**Task prompt:** Records follow. Pull out every line that contains "flat".

**Input data:**
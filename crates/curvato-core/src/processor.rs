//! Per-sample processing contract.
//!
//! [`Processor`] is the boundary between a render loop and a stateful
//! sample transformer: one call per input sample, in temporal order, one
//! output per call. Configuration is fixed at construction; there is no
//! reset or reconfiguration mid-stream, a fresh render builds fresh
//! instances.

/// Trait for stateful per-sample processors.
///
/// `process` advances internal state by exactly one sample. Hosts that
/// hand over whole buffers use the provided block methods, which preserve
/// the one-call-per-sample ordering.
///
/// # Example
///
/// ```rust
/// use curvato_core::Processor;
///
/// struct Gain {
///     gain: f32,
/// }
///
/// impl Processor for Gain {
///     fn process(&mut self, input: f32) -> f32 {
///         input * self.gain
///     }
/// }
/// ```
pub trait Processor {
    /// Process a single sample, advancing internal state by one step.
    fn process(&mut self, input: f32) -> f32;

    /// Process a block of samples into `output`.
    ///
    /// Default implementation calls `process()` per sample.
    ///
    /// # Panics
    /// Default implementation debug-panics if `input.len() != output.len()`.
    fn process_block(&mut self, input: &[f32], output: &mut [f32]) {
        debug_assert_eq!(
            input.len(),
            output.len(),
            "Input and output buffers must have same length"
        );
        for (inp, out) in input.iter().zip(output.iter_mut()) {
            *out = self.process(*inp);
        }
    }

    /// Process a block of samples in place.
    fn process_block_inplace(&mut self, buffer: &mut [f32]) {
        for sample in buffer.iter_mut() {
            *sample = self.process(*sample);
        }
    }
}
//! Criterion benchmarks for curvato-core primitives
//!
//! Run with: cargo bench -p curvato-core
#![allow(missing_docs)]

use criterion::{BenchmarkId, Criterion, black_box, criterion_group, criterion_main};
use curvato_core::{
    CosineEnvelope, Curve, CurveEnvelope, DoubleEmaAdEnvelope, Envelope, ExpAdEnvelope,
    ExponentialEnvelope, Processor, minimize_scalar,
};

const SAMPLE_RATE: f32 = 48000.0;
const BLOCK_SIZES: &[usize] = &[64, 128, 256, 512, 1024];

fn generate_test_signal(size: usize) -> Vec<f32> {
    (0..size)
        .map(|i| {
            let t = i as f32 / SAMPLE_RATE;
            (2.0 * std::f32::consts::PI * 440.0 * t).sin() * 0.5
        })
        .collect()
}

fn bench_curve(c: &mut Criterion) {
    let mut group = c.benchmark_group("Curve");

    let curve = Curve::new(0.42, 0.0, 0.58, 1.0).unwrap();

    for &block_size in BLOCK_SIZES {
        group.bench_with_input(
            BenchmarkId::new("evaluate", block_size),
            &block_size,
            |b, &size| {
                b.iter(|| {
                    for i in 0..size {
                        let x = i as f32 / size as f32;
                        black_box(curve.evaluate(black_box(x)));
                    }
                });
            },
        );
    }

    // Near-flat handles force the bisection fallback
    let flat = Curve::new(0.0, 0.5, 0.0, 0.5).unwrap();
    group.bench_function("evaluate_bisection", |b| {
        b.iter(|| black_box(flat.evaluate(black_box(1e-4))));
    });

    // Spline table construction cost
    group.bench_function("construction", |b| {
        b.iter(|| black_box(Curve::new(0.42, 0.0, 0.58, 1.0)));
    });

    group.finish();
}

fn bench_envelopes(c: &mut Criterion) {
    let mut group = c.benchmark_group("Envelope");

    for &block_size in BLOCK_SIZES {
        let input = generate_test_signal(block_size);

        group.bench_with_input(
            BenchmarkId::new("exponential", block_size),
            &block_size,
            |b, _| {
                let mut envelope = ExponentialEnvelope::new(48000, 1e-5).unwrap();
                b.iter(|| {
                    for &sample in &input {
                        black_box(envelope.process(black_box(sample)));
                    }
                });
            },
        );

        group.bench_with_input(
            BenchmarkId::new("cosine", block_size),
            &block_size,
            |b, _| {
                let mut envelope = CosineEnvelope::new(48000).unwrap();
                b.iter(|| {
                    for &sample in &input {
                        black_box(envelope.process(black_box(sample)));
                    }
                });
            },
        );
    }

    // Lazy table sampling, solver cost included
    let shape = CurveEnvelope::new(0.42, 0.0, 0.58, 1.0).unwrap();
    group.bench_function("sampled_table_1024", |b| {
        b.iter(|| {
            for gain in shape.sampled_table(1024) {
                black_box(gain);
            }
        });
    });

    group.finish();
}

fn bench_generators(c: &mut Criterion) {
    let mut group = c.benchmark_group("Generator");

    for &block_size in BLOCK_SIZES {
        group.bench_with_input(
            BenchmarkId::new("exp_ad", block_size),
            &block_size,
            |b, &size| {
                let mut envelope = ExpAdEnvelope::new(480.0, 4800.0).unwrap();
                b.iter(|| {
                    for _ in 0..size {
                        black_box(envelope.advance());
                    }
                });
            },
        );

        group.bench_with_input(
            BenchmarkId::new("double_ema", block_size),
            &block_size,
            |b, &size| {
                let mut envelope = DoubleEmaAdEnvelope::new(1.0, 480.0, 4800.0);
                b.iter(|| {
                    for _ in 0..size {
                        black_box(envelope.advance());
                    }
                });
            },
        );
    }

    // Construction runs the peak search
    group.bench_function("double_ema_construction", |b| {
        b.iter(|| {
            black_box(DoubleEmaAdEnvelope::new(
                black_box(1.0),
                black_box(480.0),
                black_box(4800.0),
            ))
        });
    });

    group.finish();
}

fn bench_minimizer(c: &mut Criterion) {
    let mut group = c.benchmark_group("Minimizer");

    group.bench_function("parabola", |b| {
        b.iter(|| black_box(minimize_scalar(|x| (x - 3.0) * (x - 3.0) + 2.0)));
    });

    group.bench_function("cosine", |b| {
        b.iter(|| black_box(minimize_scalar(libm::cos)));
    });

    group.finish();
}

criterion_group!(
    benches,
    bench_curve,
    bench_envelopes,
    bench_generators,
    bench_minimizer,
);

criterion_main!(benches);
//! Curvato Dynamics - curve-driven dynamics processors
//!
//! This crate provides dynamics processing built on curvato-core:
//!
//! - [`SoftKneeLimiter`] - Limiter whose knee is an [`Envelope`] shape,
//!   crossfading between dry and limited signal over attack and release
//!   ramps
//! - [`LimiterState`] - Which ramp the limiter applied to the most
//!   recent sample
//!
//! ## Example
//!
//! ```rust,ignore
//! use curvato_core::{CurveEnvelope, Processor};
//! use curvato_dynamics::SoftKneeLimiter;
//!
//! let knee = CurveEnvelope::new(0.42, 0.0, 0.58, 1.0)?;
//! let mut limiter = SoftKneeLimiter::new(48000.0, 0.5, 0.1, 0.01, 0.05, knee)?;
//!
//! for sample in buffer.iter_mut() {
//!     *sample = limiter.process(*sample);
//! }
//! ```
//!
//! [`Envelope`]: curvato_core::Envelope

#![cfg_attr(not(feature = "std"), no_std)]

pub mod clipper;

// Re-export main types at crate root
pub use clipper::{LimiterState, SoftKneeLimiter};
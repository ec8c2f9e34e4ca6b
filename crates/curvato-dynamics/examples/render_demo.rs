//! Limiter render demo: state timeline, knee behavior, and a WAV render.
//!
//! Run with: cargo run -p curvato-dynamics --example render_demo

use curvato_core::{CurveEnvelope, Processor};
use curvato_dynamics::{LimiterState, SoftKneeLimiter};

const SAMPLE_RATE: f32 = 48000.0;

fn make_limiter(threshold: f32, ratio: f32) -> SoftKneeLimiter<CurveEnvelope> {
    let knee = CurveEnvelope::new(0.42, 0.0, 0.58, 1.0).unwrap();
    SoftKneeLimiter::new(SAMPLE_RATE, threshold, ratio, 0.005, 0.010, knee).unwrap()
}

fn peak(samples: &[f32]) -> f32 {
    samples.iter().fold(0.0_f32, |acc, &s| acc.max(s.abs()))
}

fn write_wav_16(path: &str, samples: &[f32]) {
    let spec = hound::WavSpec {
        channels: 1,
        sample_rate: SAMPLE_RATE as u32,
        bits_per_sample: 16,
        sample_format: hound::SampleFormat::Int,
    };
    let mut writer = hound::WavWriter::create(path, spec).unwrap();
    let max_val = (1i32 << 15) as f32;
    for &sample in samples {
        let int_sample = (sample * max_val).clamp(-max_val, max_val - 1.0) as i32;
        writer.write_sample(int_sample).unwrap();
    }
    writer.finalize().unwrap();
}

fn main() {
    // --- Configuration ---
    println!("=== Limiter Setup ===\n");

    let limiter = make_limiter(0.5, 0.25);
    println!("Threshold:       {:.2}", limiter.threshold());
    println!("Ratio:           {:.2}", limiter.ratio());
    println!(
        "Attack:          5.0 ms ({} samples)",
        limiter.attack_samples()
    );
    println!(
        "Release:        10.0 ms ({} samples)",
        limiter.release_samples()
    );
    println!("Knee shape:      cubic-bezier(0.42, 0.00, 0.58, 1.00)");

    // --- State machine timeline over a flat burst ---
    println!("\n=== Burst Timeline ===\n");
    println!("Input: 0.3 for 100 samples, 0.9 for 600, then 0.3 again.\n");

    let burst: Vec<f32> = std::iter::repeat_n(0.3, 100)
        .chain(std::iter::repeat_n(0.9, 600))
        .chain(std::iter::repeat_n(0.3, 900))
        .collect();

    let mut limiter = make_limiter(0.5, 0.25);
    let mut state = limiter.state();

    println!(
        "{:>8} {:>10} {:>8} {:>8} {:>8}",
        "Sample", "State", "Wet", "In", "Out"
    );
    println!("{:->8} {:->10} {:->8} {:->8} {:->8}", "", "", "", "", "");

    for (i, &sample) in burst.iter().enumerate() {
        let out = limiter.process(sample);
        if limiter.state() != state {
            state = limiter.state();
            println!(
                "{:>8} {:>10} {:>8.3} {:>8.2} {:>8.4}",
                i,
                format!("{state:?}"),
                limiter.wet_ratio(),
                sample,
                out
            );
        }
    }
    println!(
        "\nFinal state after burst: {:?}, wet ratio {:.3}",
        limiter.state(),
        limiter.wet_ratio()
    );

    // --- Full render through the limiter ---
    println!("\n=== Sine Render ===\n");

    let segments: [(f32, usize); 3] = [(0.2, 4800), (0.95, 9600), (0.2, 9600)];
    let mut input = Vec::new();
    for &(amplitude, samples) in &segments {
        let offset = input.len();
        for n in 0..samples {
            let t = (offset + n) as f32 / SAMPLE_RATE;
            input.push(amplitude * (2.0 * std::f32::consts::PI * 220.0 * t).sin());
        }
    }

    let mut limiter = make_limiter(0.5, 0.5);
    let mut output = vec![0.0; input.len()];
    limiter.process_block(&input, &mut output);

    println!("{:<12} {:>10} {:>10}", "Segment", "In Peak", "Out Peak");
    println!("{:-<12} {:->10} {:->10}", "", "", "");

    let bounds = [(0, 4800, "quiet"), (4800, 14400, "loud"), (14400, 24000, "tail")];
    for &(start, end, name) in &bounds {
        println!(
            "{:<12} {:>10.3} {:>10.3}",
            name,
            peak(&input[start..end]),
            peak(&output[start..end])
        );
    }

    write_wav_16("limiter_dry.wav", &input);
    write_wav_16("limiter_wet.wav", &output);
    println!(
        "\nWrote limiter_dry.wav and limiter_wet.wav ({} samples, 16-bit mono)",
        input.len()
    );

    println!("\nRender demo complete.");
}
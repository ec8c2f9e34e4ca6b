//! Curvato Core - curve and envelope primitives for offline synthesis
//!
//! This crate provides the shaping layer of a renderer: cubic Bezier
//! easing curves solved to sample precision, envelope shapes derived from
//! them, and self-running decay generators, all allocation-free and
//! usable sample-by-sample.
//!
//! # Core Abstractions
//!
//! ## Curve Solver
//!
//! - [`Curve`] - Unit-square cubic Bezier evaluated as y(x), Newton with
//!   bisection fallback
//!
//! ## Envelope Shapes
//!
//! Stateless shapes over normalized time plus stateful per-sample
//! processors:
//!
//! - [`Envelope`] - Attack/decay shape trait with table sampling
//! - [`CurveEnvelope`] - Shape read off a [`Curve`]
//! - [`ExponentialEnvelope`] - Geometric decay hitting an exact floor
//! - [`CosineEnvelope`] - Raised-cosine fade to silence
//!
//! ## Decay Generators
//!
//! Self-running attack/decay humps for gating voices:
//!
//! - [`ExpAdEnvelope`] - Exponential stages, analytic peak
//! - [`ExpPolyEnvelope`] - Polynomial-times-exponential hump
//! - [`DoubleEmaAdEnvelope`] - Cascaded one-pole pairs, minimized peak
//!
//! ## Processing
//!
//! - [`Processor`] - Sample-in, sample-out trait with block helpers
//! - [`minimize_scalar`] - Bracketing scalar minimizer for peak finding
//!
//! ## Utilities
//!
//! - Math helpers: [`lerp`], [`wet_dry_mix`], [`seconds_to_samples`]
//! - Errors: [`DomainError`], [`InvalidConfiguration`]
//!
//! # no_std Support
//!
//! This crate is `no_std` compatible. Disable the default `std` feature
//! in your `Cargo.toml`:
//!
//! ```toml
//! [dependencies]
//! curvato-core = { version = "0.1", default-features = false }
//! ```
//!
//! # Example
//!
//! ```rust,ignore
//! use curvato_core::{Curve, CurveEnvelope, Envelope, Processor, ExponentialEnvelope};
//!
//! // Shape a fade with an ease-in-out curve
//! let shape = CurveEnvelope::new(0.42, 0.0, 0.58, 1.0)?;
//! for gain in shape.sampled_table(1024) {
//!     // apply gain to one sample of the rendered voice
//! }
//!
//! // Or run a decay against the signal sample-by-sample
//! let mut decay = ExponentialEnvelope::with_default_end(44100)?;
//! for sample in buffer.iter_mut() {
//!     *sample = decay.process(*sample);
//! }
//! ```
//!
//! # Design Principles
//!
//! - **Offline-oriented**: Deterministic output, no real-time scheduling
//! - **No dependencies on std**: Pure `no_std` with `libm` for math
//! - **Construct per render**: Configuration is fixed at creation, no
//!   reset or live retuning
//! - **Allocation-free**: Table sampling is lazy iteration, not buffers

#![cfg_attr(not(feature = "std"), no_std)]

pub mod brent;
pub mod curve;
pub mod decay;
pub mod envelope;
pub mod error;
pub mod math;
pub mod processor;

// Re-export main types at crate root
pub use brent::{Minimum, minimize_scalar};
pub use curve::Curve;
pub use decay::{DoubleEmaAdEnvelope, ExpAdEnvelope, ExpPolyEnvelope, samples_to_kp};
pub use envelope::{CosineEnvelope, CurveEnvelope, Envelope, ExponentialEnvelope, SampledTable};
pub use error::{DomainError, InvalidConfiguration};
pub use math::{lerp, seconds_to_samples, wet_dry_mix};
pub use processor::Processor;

**Solution to the exercise:**
    // Near-flat handles force the bisection fallback
    let flat = Curve::new(0.0, 0.5, 0.0, 0.5).unwrap();
        b.iter(|| black_box(flat.evaluate(black_box(1e-4))));
    // --- State machine timeline over a flat burst ---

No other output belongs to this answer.